_DIRECTIONS FOR THIS TASK:_ The lines to repeat are those below from the one containing "self.nodes.push(Node::new(NodeKind::Element, tag));" down to the one containing "self.link(parent, child);", both included; reproduce them exactly and nothing else.
BEGIN GIVEN DATA
//! Page document model.
//!
//! An arena-backed element tree with open shadow roots and a mutation log.
//! The style injector only needs elements, attributes, text content and shadow
//! roots, so that is all this models. `NodeId`s index the arena and are only
//! meaningful for the document that created them.

use std::collections::{BTreeMap, VecDeque};

pub type NodeId = usize;

/// What a mutation observer watching the whole subtree would report.
#[derive(Debug, Clone, PartialEq)]
pub enum MutationRecord {
    ChildList { target: NodeId },
    Attributes { target: NodeId, name: String },
    CharacterData { target: NodeId },
}

#[derive(Debug, Clone, Copy, PartialEq, Eq)]
enum NodeKind {
    Element,
    ShadowRoot,
}

#[derive(Debug, Clone)]
struct Node {
    kind: NodeKind,
    tag: String,
    attributes: BTreeMap<String, String>,
    text: String,
    parent: Option<NodeId>,
    children: Vec<NodeId>,
    shadow_root: Option<NodeId>,
    host: Option<NodeId>,
}

impl Node {
    fn new(kind: NodeKind, tag: &str) -> Self {
        Self {
            kind,
            tag: tag.to_ascii_lowercase(),
            attributes: BTreeMap::new(),
            text: String::new(),
            parent: None,
            children: Vec::new(),
            shadow_root: None,
            host: None,
        }
    }
}

/// One loaded page.
#[derive(Debug, Clone)]
pub struct Document {
    url: String,
    nodes: Vec<Node>,
    document_element: NodeId,
    head: NodeId,
    body: NodeId,
    mutations: Vec<MutationRecord>,
}

impl Document {
    /// Creates `<html><head></head><body></body></html>` for `url`.
    pub fn new(url: &str) -> Self {
        let mut doc = Self {
            url: url.to_string(),
            nodes: vec![Node::new(NodeKind::Element, "html")],
            document_element: 0,
            head: 0,
            body: 0,
            mutations: Vec::new(),
        };
        doc.head = doc.create_element("head");
        doc.body = doc.create_element("body");
        doc.link(0, doc.head);
        doc.link(0, doc.body);
        doc
    }

    pub fn url(&self) -> &str {
        &self.url
    }

    pub fn document_element(&self) -> NodeId {
        self.document_element
    }

    pub fn head(&self) -> NodeId {
        self.head
    }

    pub fn body(&self) -> NodeId {
        self.body
    }

    /// True when `node` was created by this document.
    pub fn contains(&self, node: NodeId) -> bool {
        node < self.nodes.len()
    }

    /// Creates a detached element.
    pub fn create_element(&mut self, tag: &str) -> NodeId {
        self.nodes.push(Node::new(NodeKind::Element, tag));
        self.nodes.len() - 1
    }

    /// Creates an element and appends it to `parent`.
    pub fn append_element(&mut self, parent: NodeId, tag: &str) -> NodeId {
        let id = self.create_element(tag);
        self.append_child(parent, id);
        id
    }

    fn link(&mut self, parent: NodeId, child: NodeId) {
        self.nodes[child].parent = Some(parent);
        self.nodes[parent].children.push(child);
    }

    fn unlink(&mut self, node: NodeId) -> Option<NodeId> {
        let parent = self.nodes[node].parent.take()?;
        self.nodes[parent].children.retain(|&c| c != node);
        Some(parent)
    }

    /// Moves `child` under `parent`, detaching it from any previous parent.
    pub fn append_child(&mut self, parent: NodeId, child: NodeId) {
        if let Some(old) = self.unlink(child) {
            self.mutations.push(MutationRecord::ChildList { target: old });
        }
        self.link(parent, child);
        self.mutations.push(MutationRecord::ChildList { target: parent });
    }

    /// Detaches `node` from the tree. Returns false if it was already detached.
    pub fn remove(&mut self, node: NodeId) -> bool {
        match self.unlink(node) {
            Some(parent) => {
                self.mutations.push(MutationRecord::ChildList { target: parent });
                true
            }
            None => false,
        }
    }

    pub fn tag(&self, node: NodeId) -> &str {
        &self.nodes[node].tag
    }

    pub fn parent(&self, node: NodeId) -> Option<NodeId> {
        self.nodes[node].parent
    }

    pub fn children(&self, node: NodeId) -> &[NodeId] {
        &self.nodes[node].children
    }

    pub fn get_attribute(&self, node: NodeId, name: &str) -> Option<&str> {
        self.nodes[node].attributes.get(name).map(String::as_str)
    }

    /// Sets an attribute, recording a mutation only when the value changes.
    pub fn set_attribute(&mut self, node: NodeId, name: &str, value: &str) {
        let attrs = &mut self.nodes[node].attributes;
        if attrs.get(name).map(String::as_str) == Some(value) {
            return;
        }
        attrs.insert(name.to_string(), value.to_string());
        self.mutations.push(MutationRecord::Attributes {
            target: node,
            name: name.to_string(),
        });
    }

    pub fn remove_attribute(&mut self, node: NodeId, name: &str) {
        if self.nodes[node].attributes.remove(name).is_some() {
            self.mutations.push(MutationRecord::Attributes {
                target: node,
                name: name.to_string(),
            });
        }
    }

    pub fn text(&self, node: NodeId) -> &str {
        &self.nodes[node].text
    }

    /// Replaces the text content of `node` when it differs.
    pub fn set_text(&mut self, node: NodeId, text: &str) {
        if self.nodes[node].text == text {
            return;
        }
        self.nodes[node].text = text.to_string();
        self.mutations.push(MutationRecord::CharacterData { target: node });
    }

    /// Attaches an open shadow root to `host`, or returns the existing one.
    pub fn attach_shadow(&mut self, host: NodeId) -> NodeId {
        if let Some(root) = self.nodes[host].shadow_root {
            return root;
        }
        let mut root = Node::new(NodeKind::ShadowRoot, "#shadow-root");
        root.host = Some(host);
        self.nodes.push(root);
        let id = self.nodes.len() - 1;
        self.nodes[host].shadow_root = Some(id);
        self.mutations.push(MutationRecord::ChildList { target: host });
        id
    }

    pub fn shadow_root(&self, host: NodeId) -> Option<NodeId> {
        self.nodes[host].shadow_root
    }

    pub fn is_shadow_root(&self, node: NodeId) -> bool {
        self.nodes[node].kind == NodeKind::ShadowRoot
    }

    /// The element a shadow root is attached to.
    pub fn host_of(&self, root: NodeId) -> Option<NodeId> {
        self.nodes[root].host
    }

    /// True when `node` is reachable from the document element, crossing
    /// shadow boundaries through their hosts.
    pub fn is_connected(&self, node: NodeId) -> bool {
        let mut current = node;
        loop {
            if current == self.document_element {
                return true;
            }
            let n = &self.nodes[current];
            match (n.parent, n.host) {
                (Some(p), _) => current = p,
                (None, Some(h)) => current = h,
                (None, None) => return false,
            }
        }
    }

    /// Depth-first walk of `scope`'s light tree. Does not enter shadow roots.
    fn descendants(&self, scope: NodeId) -> Vec<NodeId> {
        let mut out = Vec::new();
        let mut stack: Vec<NodeId> = self.nodes[scope].children.iter().rev().copied().collect();
        while let Some(node) = stack.pop() {
            out.push(node);
            stack.extend(self.nodes[node].children.iter().rev().copied());
        }
        out
    }

    /// Finds the first element with `id` inside `scope` (document element or shadow root).
    pub fn find_by_id(&self, scope: NodeId, id: &str) -> Option<NodeId> {
        self.descendants(scope)
            .into_iter()
            .find(|&n| self.get_attribute(n, "id") == Some(id))
    }

    pub fn elements_by_tag(&self, scope: NodeId, tag: &str) -> Vec<NodeId> {
        let tag = tag.to_ascii_lowercase();
        self.descendants(scope)
            .into_iter()
            .filter(|&n| self.nodes[n].tag == tag)
            .collect()
    }

    /// Every shadow root reachable from the document, breadth-first, including
    /// roots nested inside other shadow roots.
    pub fn shadow_roots(&self) -> Vec<NodeId> {
        let mut roots = Vec::new();
        let mut queue = VecDeque::from([self.document_element]);
        while let Some(node) = queue.pop_front() {
            if let Some(root) = self.nodes[node].shadow_root {
                roots.push(root);
                queue.push_back(root);
            }
            queue.extend(self.nodes[node].children.iter().copied());
        }
        roots
    }

    pub fn has_pending_mutations(&self) -> bool {
        !self.mutations.is_empty()
    }

    /// Drains the mutation log.
    pub fn take_mutations(&mut self) -> Vec<MutationRecord> {
        std::mem::take(&mut self.mutations)
    }

    /// Serializes the tree, with shadow roots as declarative templates.
    pub fn to_html(&self) -> String {
        let mut out = String::new();
        self.write_html(self.document_element, &mut out);
        out
    }

    fn write_html(&self, node: NodeId, out: &mut String) {
        let n = &self.nodes[node];
        if n.kind == NodeKind::ShadowRoot {
            out.push_str("<template shadowrootmode=\"open\">");
            for &child in &n.children {
                self.write_html(child, out);
            }
            out.push_str("</template>");
            return;
        }
        out.push('<');
        out.push_str(&n.tag);
        for (name, value) in &n.attributes {
            out.push_str(&format!(" {}=\"{}\"", name, value.replace('"', "&quot;")));
        }
        out.push('>');
        if let Some(root) = n.shadow_root {
            self.write_html(root, out);
        }
        out.push_str(&n.text);
        for &child in &n.children {
            self.write_html(child, out);
        }
        out.push_str("</");
        out.push_str(&n.tag);
        out.push('>');
    }
}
END GIVEN DATA
_OUTPUT FOR THIS TASK:_
        self.nodes.push(Node::new(NodeKind::Element, tag));
        self.nodes.len() - 1
    }

    /// Creates an element and appends it to `parent`.
    pub fn append_element(&mut self, parent: NodeId, tag: &str) -> NodeId {
        let id = self.create_element(tag);
        self.append_child(parent, id);
        id
    }

    fn link(&mut self, parent: NodeId, child: NodeId) {
        self.nodes[child].parent = Some(parent);
        self.nodes[parent].children.push(child);
    }

    fn unlink(&mut self, node: NodeId) -> Option<NodeId> {
        let parent = self.nodes[node].parent.take()?;
        self.nodes[parent].children.retain(|&c| c != node);
        Some(parent)
    }

    /// Moves `child` under `parent`, detaching it from any previous parent.
    pub fn append_child(&mut self, parent: NodeId, child: NodeId) {
        if let Some(old) = self.unlink(child) {
            self.mutations.push(MutationRecord::ChildList { target: old });
        }
        self.link(parent, child);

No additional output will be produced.